Direto: O anticorpo, já marcado, liga-se diretamente ao antigénio. Este processo é rápido e simples, o sinal obtido é fraco a menos que haja elevada presença do antigénio e os anticorpos primários com marcação são caros.
Indireto: Liga-se um anticorpo primário reage com antigénio e há um anticorpo secundário (com marcação de fluorescência) que se vai ligar ao primário. Apesar de ser mais lento e complexo, permite que os anticorpos primários sejam mais específicos e que os secundários não tanto (mais barato, porque quer dizer que se pode ligar a mais do que um tipo de anticorpo primário). Além disso, permite que haja amplificação do sinal (the secondary antibody can bind at different antigenic sites of the primary antibody).
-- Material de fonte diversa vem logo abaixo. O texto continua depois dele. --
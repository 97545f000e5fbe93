//! Cleanup system: despawns agents marked for removal this tick.
//!
//! Removal is by entity identity, never by positional index, so
//! multiple removals in one tick cannot skip over each other.

use hecs::{Entity, World};
use tracing::debug;

use isrm_core::components::AgentId;
use isrm_core::enums::RemovalCause;
use isrm_core::events::SimEvent;

pub fn run(
    world: &mut World,
    roster: &mut Vec<Entity>,
    doomed: &mut Vec<(Entity, RemovalCause)>,
    events: &mut Vec<SimEvent>,
) {
    if doomed.is_empty() {
        return;
    }

    for (entity, cause) in doomed.drain(..) {
        if let Ok(id) = world.get::<&AgentId>(entity) {
            events.push(SimEvent::Removed { id: *id, cause });
            debug!(id = id.0, ?cause, "removed transient agent");
        }
        let _ = world.despawn(entity);
    }

    roster.retain(|&entity| world.contains(entity));
}
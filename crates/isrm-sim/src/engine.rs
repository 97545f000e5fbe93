//! Simulation engine — the core of the crate.
//!
//! `SimulationEngine` owns the hecs ECS world, the insertion-ordered
//! agent roster, the danger map, and the seeded RNG. The host calls
//! `tick` once per rendered frame and draws the returned snapshot.

use hecs::World;
use rand::SeedableRng;
use rand_chacha::ChaCha8Rng;
use tracing::trace;

use isrm_core::components::AgentId;
use isrm_core::config::SimConfig;
use isrm_core::constants::DANGER_CELL_SIZE;
use isrm_core::enums::RemovalCause;
use isrm_core::error::ConfigError;
use isrm_core::events::SimEvent;
use isrm_core::state::SimSnapshot;
use isrm_policy::{CoherencePolicy, DangerMap, DecisionPolicy};

use crate::systems;
use crate::world_setup;

/// The simulation engine. Owns the ECS world and all sim state.
///
/// Single-owner by construction: `tick` takes `&mut self`, so Rust's
/// ownership rules serialize access without any internal locking.
pub struct SimulationEngine {
    world: World,
    /// Live entities in insertion order. The index of an entity here is
    /// its "slot", which offsets the coherence oscillation phase.
    roster: Vec<hecs::Entity>,
    frame: u64,
    rng: ChaCha8Rng,
    danger_map: DangerMap,
    config: SimConfig,
    policy: Box<dyn DecisionPolicy>,
    next_agent_id: u64,
    doomed: Vec<(hecs::Entity, RemovalCause)>,
    events: Vec<SimEvent>,
    persistent_id: AgentId,
}

impl SimulationEngine {
    /// Create a new simulation containing exactly one persistent agent
    /// at a random in-bounds position.
    pub fn new(config: SimConfig) -> Result<Self, ConfigError> {
        config.validate()?;

        let mut world = World::new();
        let mut rng = ChaCha8Rng::seed_from_u64(config.seed);
        let mut next_agent_id = 0;

        let (entity, persistent_id) =
            world_setup::spawn_persistent(&mut world, &mut rng, &config, &mut next_agent_id);

        Ok(Self {
            world,
            roster: vec![entity],
            frame: 0,
            rng,
            danger_map: DangerMap::new(DANGER_CELL_SIZE),
            config,
            policy: Box::new(CoherencePolicy::default()),
            next_agent_id,
            doomed: Vec::new(),
            events: Vec::new(),
            persistent_id,
        })
    }

    /// Replace the default coherence policy with a custom decision rule.
    pub fn with_policy(mut self, policy: Box<dyn DecisionPolicy>) -> Self {
        self.policy = policy;
        self
    }

    /// Advance the simulation by one tick (dt = 1) and return the
    /// resulting snapshot.
    pub fn tick(&mut self) -> SimSnapshot {
        self.tick_dt(1.0)
    }

    /// Advance the simulation by one tick with an explicit timestep.
    pub fn tick_dt(&mut self, dt: f64) -> SimSnapshot {
        // 1. Spawn
        systems::spawner::run(
            &mut self.world,
            &mut self.roster,
            &mut self.rng,
            &self.config,
            &mut self.next_agent_id,
            &mut self.events,
        );
        // 2. Utility + removal marking
        systems::utility::run(
            &mut self.world,
            &self.roster,
            self.policy.as_ref(),
            self.frame,
            self.config.salience_decay,
            &mut self.doomed,
        );
        // 3. Avoidance steering (persistent agents only)
        if self.config.avoidance {
            systems::steering::run(&mut self.world, &self.danger_map);
        }
        // 4. Movement integration + boundary reflection + aging
        systems::movement::run(
            &mut self.world,
            &self.roster,
            &self.doomed,
            self.config.width,
            self.config.height,
            dt,
        );
        // 5. Collision detection + danger-map recording
        systems::collision::run(
            &self.world,
            &self.roster,
            &mut self.doomed,
            &mut self.danger_map,
            &mut self.events,
        );
        // 6. Prune marked agents
        systems::cleanup::run(
            &mut self.world,
            &mut self.roster,
            &mut self.doomed,
            &mut self.events,
        );
        // 7. Frame advance
        self.frame += 1;

        trace!(
            frame = self.frame,
            population = self.roster.len(),
            danger_cells = self.danger_map.len(),
            "tick"
        );

        let events = std::mem::take(&mut self.events);
        systems::snapshot::build_snapshot(&self.world, &self.roster, self.frame, events)
    }

    /// Read-only snapshot of the current state. Carries no events;
    /// those belong to the snapshot returned by `tick`.
    pub fn snapshot(&self) -> SimSnapshot {
        systems::snapshot::build_snapshot(&self.world, &self.roster, self.frame, Vec::new())
    }

    /// Current frame counter.
    pub fn frame(&self) -> u64 {
        self.frame
    }

    /// Number of live agents, the persistent one included.
    pub fn population(&self) -> usize {
        self.roster.len()
    }

    /// Id of the persistent agent created at construction.
    pub fn persistent_id(&self) -> AgentId {
        self.persistent_id
    }

    /// Read-only access to the danger map, for hosts that visualize it.
    pub fn danger_map(&self) -> &DangerMap {
        &self.danger_map
    }

    /// Read-only access to the ECS world.
    pub fn world(&self) -> &World {
        &self.world
    }

    /// Insert a transient agent with fixed state (for tests needing
    /// exact positions and signals).
    #[cfg(test)]
    pub fn spawn_test_transient(
        &mut self,
        position: isrm_core::types::Position,
        velocity: isrm_core::types::Velocity,
        lifespan: u64,
    ) -> AgentId {
        use isrm_core::components::{Body, LastUtility, Lifetime, Signals};
        use isrm_core::constants::TRANSIENT_RADIUS;
        use isrm_core::enums::AgentKind;

        let id = AgentId(self.next_agent_id);
        self.next_agent_id += 1;
        let entity = self.world.spawn((
            id,
            AgentKind::Transient,
            position,
            velocity,
            Body {
                radius: TRANSIENT_RADIUS,
            },
            // Zero energy and high salience keep utility positive, so
            // these agents only die by lifespan or collision.
            Signals {
                energy: 0.0,
                salience: 0.5,
            },
            Lifetime {
                age: 0,
                lifespan: Some(lifespan),
            },
            LastUtility::default(),
        ));
        self.roster.push(entity);
        id
    }
}
//! Shell completion scripts for `hrml`.
//!
//! The script is rendered in memory first, so a failed write never leaves a
//! truncated script in the shell's completion directory.

use std::io::{self, Write};
use std::path::{Path, PathBuf};

use anyhow::{Context, Result};
use clap::CommandFactory;
use clap_complete::{Generator, Shell as CompletionShell, generate};
use tracing::info;

use crate::cli::{AppContext, Cli, CompletionsArgs, Shell};
use crate::infra::io::write_atomic;

const BIN_NAME: &str = "hrml";

impl From<Shell> for CompletionShell {
    fn from(shell: Shell) -> Self {
        match shell {
            Shell::Bash => CompletionShell::Bash,
            Shell::Zsh => CompletionShell::Zsh,
            Shell::Fish => CompletionShell::Fish,
            Shell::PowerShell => CompletionShell::PowerShell,
            Shell::Elvish => CompletionShell::Elvish,
        }
    }
}

/// Completion script for `shell`, as the shell expects to source it.
pub fn render(shell: Shell) -> Vec<u8> {
    let mut cmd = Cli::command();
    let mut script = Vec::new();
    generate(CompletionShell::from(shell), &mut cmd, BIN_NAME, &mut script);
    script
}

/// Write the script for `shell` into `dir` under the shell's conventional
/// file name (`hrml.bash`, `_hrml`, ...).
pub fn write_script(shell: Shell, dir: &Path) -> Result<PathBuf> {
    let path = dir.join(CompletionShell::from(shell.clone()).file_name(BIN_NAME));
    write_atomic(&path, &render(shell))
        .with_context(|| format!("write completion script {}", path.display()))?;
    Ok(path)
}

pub fn run(args: CompletionsArgs, ctx: &AppContext) -> Result<()> {
    let Some(dir) = args.out_dir else {
        io::stdout()
            .write_all(&render(args.shell))
            .context("print completion script")?;
        return Ok(());
    };

    let path = write_script(args.shell, &dir)?;
    if !ctx.quiet {
        eprintln!("Wrote completion to {}", path.display());
    }
    info!(path = %path.display(), "completion written");
    Ok(())
}

#[cfg(test)]
mod tests {
    use super::*;
    use tempfile::TempDir;

    #[test]
    fn test_script_names_every_subcommand() {
        let script = String::from_utf8(render(Shell::Bash)).unwrap();

        for sub in ["send", "retrieve", "discover", "init", "completions"] {
            assert!(script.contains(sub), "missing {sub}");
        }
    }

    #[test]
    fn test_write_script_uses_shell_file_name() {
        let tmp = TempDir::new().unwrap();
        let dir = tmp.path().join("completions");

        let bash = write_script(Shell::Bash, &dir).unwrap();
        let zsh = write_script(Shell::Zsh, &dir).unwrap();

        assert_eq!(bash, dir.join("hrml.bash"));
        assert_eq!(zsh, dir.join("_hrml"));
        assert_eq!(std::fs::read(&bash).unwrap(), render(Shell::Bash));
    }
}
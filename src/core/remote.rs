//! Remote image store boundary (OMERO-like server).
//!
//! Authentication, transport and annotation plumbing live behind these traits;
//! the transfer core only calls the narrow operations below. No call is ever
//! retried here: a failure is reported once and the item moves on.

use std::path::{Path, PathBuf};

use crate::core::convention::ContainerRef;
use crate::core::metadata::KeyValues;

pub type ImageId = i64;
pub type DatasetId = i64;

#[derive(Debug, thiserror::Error)]
pub enum RemoteError {
    #[error("cannot establish a session with {host}: {reason}")]
    Session { host: String, reason: String },

    #[error("{kind} {id} does not exist on the remote store")]
    NotFound { kind: &'static str, id: i64 },

    #[error("remote call '{op}' failed: {reason}")]
    Call { op: &'static str, reason: String },

    #[error(transparent)]
    Io(#[from] std::io::Error),
}

impl RemoteError {
    pub fn call(op: &'static str, reason: impl ToString) -> Self {
        RemoteError::Call { op, reason: reason.to_string() }
    }
}

/// Image as known by the remote store.
#[derive(Debug, Clone, PartialEq, Eq)]
pub struct RemoteImage {
    pub id: ImageId,
    pub name: String,
}

/// Entity whose parent container is looked up.
#[derive(Debug, Clone, Copy, PartialEq, Eq)]
pub enum RemoteEntity {
    /// Parent is a dataset
    Image(ImageId),
    /// Parent is a project
    Dataset(DatasetId),
}

/// One authenticated session, shared by every item of a batch.
pub trait RemoteStore {
    /// Server base URI, e.g. `https://omero.example.org`.
    fn host(&self) -> &str;

    /// Name of the authenticated user, when the session knows it.
    fn username(&self) -> Option<String>;

    fn image(&self, id: ImageId) -> Result<RemoteImage, RemoteError>;

    /// First parent container, `None` for orphans.
    fn parent_container(&self, entity: RemoteEntity) -> Result<Option<ContainerRef>, RemoteError>;

    /// Download the image's original file(s) into `dest_folder`.
    fn download_image(&self, id: ImageId, dest_folder: &Path) -> Result<Vec<PathBuf>, RemoteError>;

    fn upload_image(&self, dataset: DatasetId, path: &Path) -> Result<ImageId, RemoteError>;

    fn dataset(&self, id: DatasetId) -> Result<ContainerRef, RemoteError>;

    fn create_dataset(&self, name: &str) -> Result<ContainerRef, RemoteError>;

    fn list_child_images(&self, dataset: DatasetId) -> Result<Vec<RemoteImage>, RemoteError>;

    /// Attach one key/value annotation set under `namespace`.
    fn attach_key_values(&self, image: ImageId, namespace: &str, values: &KeyValues) -> Result<(), RemoteError>;

    fn attach_file(&self, image: ImageId, file: &Path) -> Result<(), RemoteError>;

    /// Viewer URI the project importer resolves back to this image.
    fn image_uri(&self, id: ImageId) -> String {
        viewer_uri(self.host(), id)
    }
}

/// Opens sessions. The only place authentication happens.
pub trait RemoteConnector {
    fn connect(&self, host: &str, username: Option<&str>) -> Result<Box<dyn RemoteStore>, RemoteError>;
}

/// Connector used when no remote client is compiled in: every attempt fails,
/// so remote-backed items are reported as failed while local ones proceed.
#[derive(Debug, Default, Clone, Copy)]
pub struct NoRemote;

impl RemoteConnector for NoRemote {
    fn connect(&self, host: &str, _username: Option<&str>) -> Result<Box<dyn RemoteStore>, RemoteError> {
        Err(RemoteError::Session {
            host: host.to_string(),
            reason: "no remote store client is available in this build".to_string(),
        })
    }
}

/// `<host>/webclient/?show=image-<id>`
pub fn viewer_uri(host: &str, id: ImageId) -> String {
    format!("{}/webclient/?show=image-{id}", host.trim_end_matches('/'))
}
Os anticorpos monoclonais são mais baratos do que os policlonais. Verdadeiro ou Falso?
Falso
Os anticorpos monoclonais reagem com apenas ____ epítopo, reconhecem apenas ____ forma(s) de _____ proteína(s), a sua população é ________________ e são sensíveis a pH, tecidos e buffers.
1; 1; 1; homogénea
Os anticorpos policlonais reagem com ______________ epítopos, podem reconhecer proteínas com pequenas _____________ estruturais e são imunes a mudanças de pH, a diferentes tipos de tecido e buffers.
vários; diferenças
Quais são os tipos de marcadores que se podem usar na preparação de amostras imunohistoquímicas?
Cromogénicos (menos cores): DAB (castanho) e AEC (vermelho) podem ser convertidos por enzimas em produtos de coloração insolúveis; mais complexos; maior sensibilidade (pode haver amplificação do sinal através do método indireto da coloração imunohistoquímica).
Fluorescência (mais cores): apresentam fluorescência natural quando se ligam direta ou indiretamente aos antigénios (emitem luz com comprimentos de onda específicos quando excitados); mais simples; menor sensibilidade; melhor co-localização; higher dynamic range (easier to visualise rare and high abundant targets on the same slide).
Quais são as 3 formas de amplificação da deteção do sinal depois da aplicação de coloração com reagentes cromogénicos?
- ABC (Avidin-Biotin Complex): o anticorpo secundário é biotinado.
- Labelled streptavidin-biotin: igual ao ABC mas o tamanho do complexo é menor que este, facilitando a sua penetração nos tecidos. Além disso, a streptavidin não tem carga o que faz com que sejam minimizadas as ligações eletrostáticas (melhor sinal - 5 a 10x melhor que ABC).
- Métodos baseados em polímeros: mais simples e sensível de todos e conjugam-se os anticorpos secundários a marcadores em cadeias poliméricas.
No que é que consiste a contra-coloração?
Consiste na coloração adicional que permite obter informações morfológicas. Em análises cromogénicas, o mais comum é o H&E. Em análises de fluorescência, usam-se o DAPI e o FITC.